Kurtz, Holly. “National Survey Tracks Impact of Coronavirus on Schools: 10 Key Findings.” Education Week, 10 April 2020, https://www.edweek.org/ew/articles/2020/04/10/national-survey-tracks-impact-of-coronavirus-on.html.

“The disruption in K-12 education due to the coronavirus is way more than anyone could have imagined just a couple of months ago. A system that has relied primarily on face-to-face interactions in school buildings for generations is now operating almost entirely virtual. That big, rapid shift has dampened morale among both teachers and students, and it has exposed huge equity problems in K-12 schools.

“At the same time, it has forced educators to learn how to use new technologies, such as video conferencing, very quickly. That rush to use new technologies, though, opened the doors for a wave of data privacy and security problems, especially with the wildly popular Zoom videoconferencing platform.

“Following are 10 key insights from our most recent survey, a nationally representative, online poll of 1,720 educators administered April 7 and 8.

1. Student and teacher morale are down.

“the reality is that student and teacher morale is suffering (as reported by teachers and district leaders), declining considerably between March 25 and April 8.

“There are multiple possible reasons for the declines. Teachers and students miss seeing each other every day. (Morale among teachers is especially low in elementary schools, which are more likely to cultivate a family-like environment.)The rituals of school—from mundane daily routines to milestone celebrations like prom and graduation—have suddenly been struck from the calendar. Teachers worry about the challenges and inequities that their students will face when the supports that schools provide are that much harder to access.

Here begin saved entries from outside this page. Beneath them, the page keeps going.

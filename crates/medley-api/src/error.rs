//! HTTP error response conversion
//!
//! **Preferred handler pattern:** Return `Result<impl IntoResponse, HttpAppError>`.
//! Use `AppError` (or types that implement `Into<AppError>`) for errors and `?`
//! so they become `HttpAppError` and render consistently (status, body, logging).

use axum::{
    extract::rejection::JsonRejection,
    extract::{FromRequest, Request},
    http::StatusCode,
    response::{IntoResponse, Response},
    Json,
};
use medley_core::{AppError, ErrorMetadata, LogLevel};
use serde::{de::DeserializeOwned, Serialize};
use utoipa::ToSchema;

#[derive(Debug, Serialize, ToSchema)]
pub struct ErrorResponse {
    pub error: String,
    #[serde(skip_serializing_if = "Option::is_none")]
    pub details: Option<String>,
    #[serde(skip_serializing_if = "Option::is_none")]
    pub error_type: Option<String>,
    /// Machine-readable error code for programmatic handling
    pub code: String,
    /// Whether this error is recoverable (can be retried)
    pub recoverable: bool,
    /// Suggested action for the client
    #[serde(skip_serializing_if = "Option::is_none")]
    pub suggested_action: Option<String>,
}

/// Wrapper type for AppError to implement IntoResponse.
/// Necessary because of Rust's orphan rules - we can't implement
/// IntoResponse (external trait) for AppError (external type from medley-core).
#[derive(Debug)]
pub struct HttpAppError(pub AppError);

impl From<AppError> for HttpAppError {
    fn from(err: AppError) -> Self {
        HttpAppError(err)
    }
}

impl From<anyhow::Error> for HttpAppError {
    fn from(err: anyhow::Error) -> Self {
        HttpAppError(AppError::InternalWithSource {
            message: err.to_string(),
            source: err,
        })
    }
}

/// Convert JSON body deserialization failures into a 400 with our ErrorResponse format.
impl From<JsonRejection> for HttpAppError {
    fn from(rejection: JsonRejection) -> Self {
        HttpAppError(AppError::InvalidInput(format!(
            "Invalid request body: {}",
            rejection.body_text()
        )))
    }
}

/// JSON body extractor that returns our ErrorResponse format (400 + JSON) on
/// deserialization failure. Use this instead of `Json<T>` when you want a
/// consistent API error shape for invalid bodies.
#[derive(Debug, Clone, Copy)]
pub struct ValidatedJson<T>(pub T);

impl<T, S> FromRequest<S> for ValidatedJson<T>
where
    T: DeserializeOwned + Send,
    S: Send + Sync,
    Json<T>: FromRequest<S, Rejection = JsonRejection>,
{
    type Rejection = HttpAppError;

    async fn from_request(req: Request, state: &S) -> Result<Self, Self::Rejection> {
        let Json(inner) = Json::<T>::from_request(req, state)
            .await
            .map_err(HttpAppError::from)?;
        Ok(ValidatedJson(inner))
    }
}

fn log_error(error: &AppError) {
    let error_type = error.error_type();
    match error.log_level() {
        LogLevel::Debug => {
            tracing::debug!(error = %error, error_type = error_type, "Error occurred");
        }
        LogLevel::Warn => {
            tracing::warn!(error = %error, error_type = error_type, "Error occurred");
        }
        LogLevel::Error => {
            tracing::error!(error = %error, error_type = error_type, "Error occurred");
        }
    }
}

fn is_production_env() -> bool {
    std::env::var("ENVIRONMENT")
        .or_else(|_| std::env::var("APP_ENV"))
        .map(|env| env.to_lowercase() == "production" || env.to_lowercase() == "prod")
        .unwrap_or(false)
}

impl IntoResponse for HttpAppError {
    fn into_response(self) -> Response {
        let app_error = &self.0;
        let is_production = is_production_env();

        let status = StatusCode::from_u16(app_error.http_status_code())
            .unwrap_or(StatusCode::INTERNAL_SERVER_ERROR);

        log_error(app_error);

        // Always hide details in production; otherwise only for sensitive errors.
        let body = if is_production || app_error.is_sensitive() {
            Json(ErrorResponse {
                error: app_error.client_message(),
                details: None,
                error_type: None,
                code: app_error.error_code().to_string(),
                recoverable: app_error.is_recoverable(),
                suggested_action: app_error.suggested_action().map(String::from),
            })
        } else {
            Json(ErrorResponse {
                error: app_error.client_message(),
                details: Some(app_error.detailed_message()),
                error_type: Some(app_error.error_type().to_string()),
                code: app_error.error_code().to_string(),
                recoverable: app_error.is_recoverable(),
                suggested_action: app_error.suggested_action().map(String::from),
            })
        };

        (status, body).into_response()
    }
}

#[cfg(test)]
mod tests {
    use super::*;
    use medley_cloud::CloudError;

    #[test]
    fn test_from_cloud_error_upload_failed() {
        let cloud_err = CloudError::UploadFailed("status 502".to_string());
        let HttpAppError(app_err) = HttpAppError(cloud_err.into());
        match app_err {
            AppError::Cloud(msg) => assert!(msg.contains("502")),
            _ => panic!("Expected Cloud variant"),
        }
    }

    /// Verifies the public error response contract: serialized ErrorResponse has
    /// "error", "code", "recoverable", and optionally "details" / "error_type" /
    /// "suggested_action".
    #[test]
    fn test_error_response_shape() {
        let response = ErrorResponse {
            error: "Not found".to_string(),
            details: Some("Resource not found".to_string()),
            error_type: Some("NotFound".to_string()),
            code: "NOT_FOUND".to_string(),
            recoverable: false,
            suggested_action: None,
        };
        let json = serde_json::to_value(&response).expect("serialize");
        assert!(json.get("error").and_then(|v| v.as_str()).is_some());
        assert!(json.get("code").and_then(|v| v.as_str()).is_some());
        assert!(json.get("recoverable").and_then(|v| v.as_bool()).is_some());
        assert_eq!(json.get("code").and_then(|v| v.as_str()), Some("NOT_FOUND"));
    }

    #[test]
    fn test_sensitive_error_hides_details() {
        let err = HttpAppError(AppError::Internal("pool exploded".to_string()));
        let response = err.into_response();
        assert_eq!(response.status(), StatusCode::INTERNAL_SERVER_ERROR);
    }
}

“‘This is a serious loss for both students and teachers,’ Kathleen Minke, the executive director of the National Association of School Psychologists, told Education Week in a recent story. ‘When you experience those kinds of loss, it is perfectly reasonable, acceptable, and human to feel grief around that.’

2. Teachers say they’re spending more time on instruction and communication. But equity problems persist.

“nearly all teachers (90 percent) say they are engaging in instruction now, compared with 74 percent in late March. Teachers are also engaging in more communication with students.

“That said, some students are having more contact than others.

“More than half of teachers (56 percent) in lower poverty districts (with poverty rates under 25 percent) are interacting with their students at least once a day, compared with about 1 in 3 in districts in which three quarters or more students come from low-income families.

“Science teachers and elementary educators who teach all subjects report the highest levels of daily contact. Special education and arts teachers report the lowest.

“Woods said he tries to pay particular attention to those kids who might be facing very difficult circumstances.

“When a kid says, ‘My mom doesn’t have a job and there are four of us, and she’s alone and I’m worried.’ That’s somebody I want to pick up the phone and call, and somebody’s mom I want to email,” he said.

3. Email is the most common form of teacher-student interaction. Videoconferencing is also popular.

“More than 1 in 5 elementary teachers (but just 6 percent of high school teachers) have communicated with their students in-person, with social distancing, through car parades, neighborhood wave-and-walks, and other approaches.

“Emily Richley, a 5th grade teacher at Dennis Elementary School in Springboro, Ohio, told Education Week that video-chatting with students, being able to see their faces, has been important for building community. She hosts chats on Google Meet throughout the week. It helps her connect with the kids, but also gives them a chance to see each other.

“‘They miss each other,’ she told Education Week. Her 5th graders show each other their dogs or introduce the class to their siblings. ‘In a way, it has made the community a little more personal, because we’re almost meeting in each other’s homes,’ she said.

4. More than a fifth of students are not participating in school, with larger truancy rates in high-poverty communities

“Even as teachers amp up communications and instruction, they report that, on average, 21 percent of their students are essentially ‘truant’ during coronavirus closures (not logging in, not making contact, etc.)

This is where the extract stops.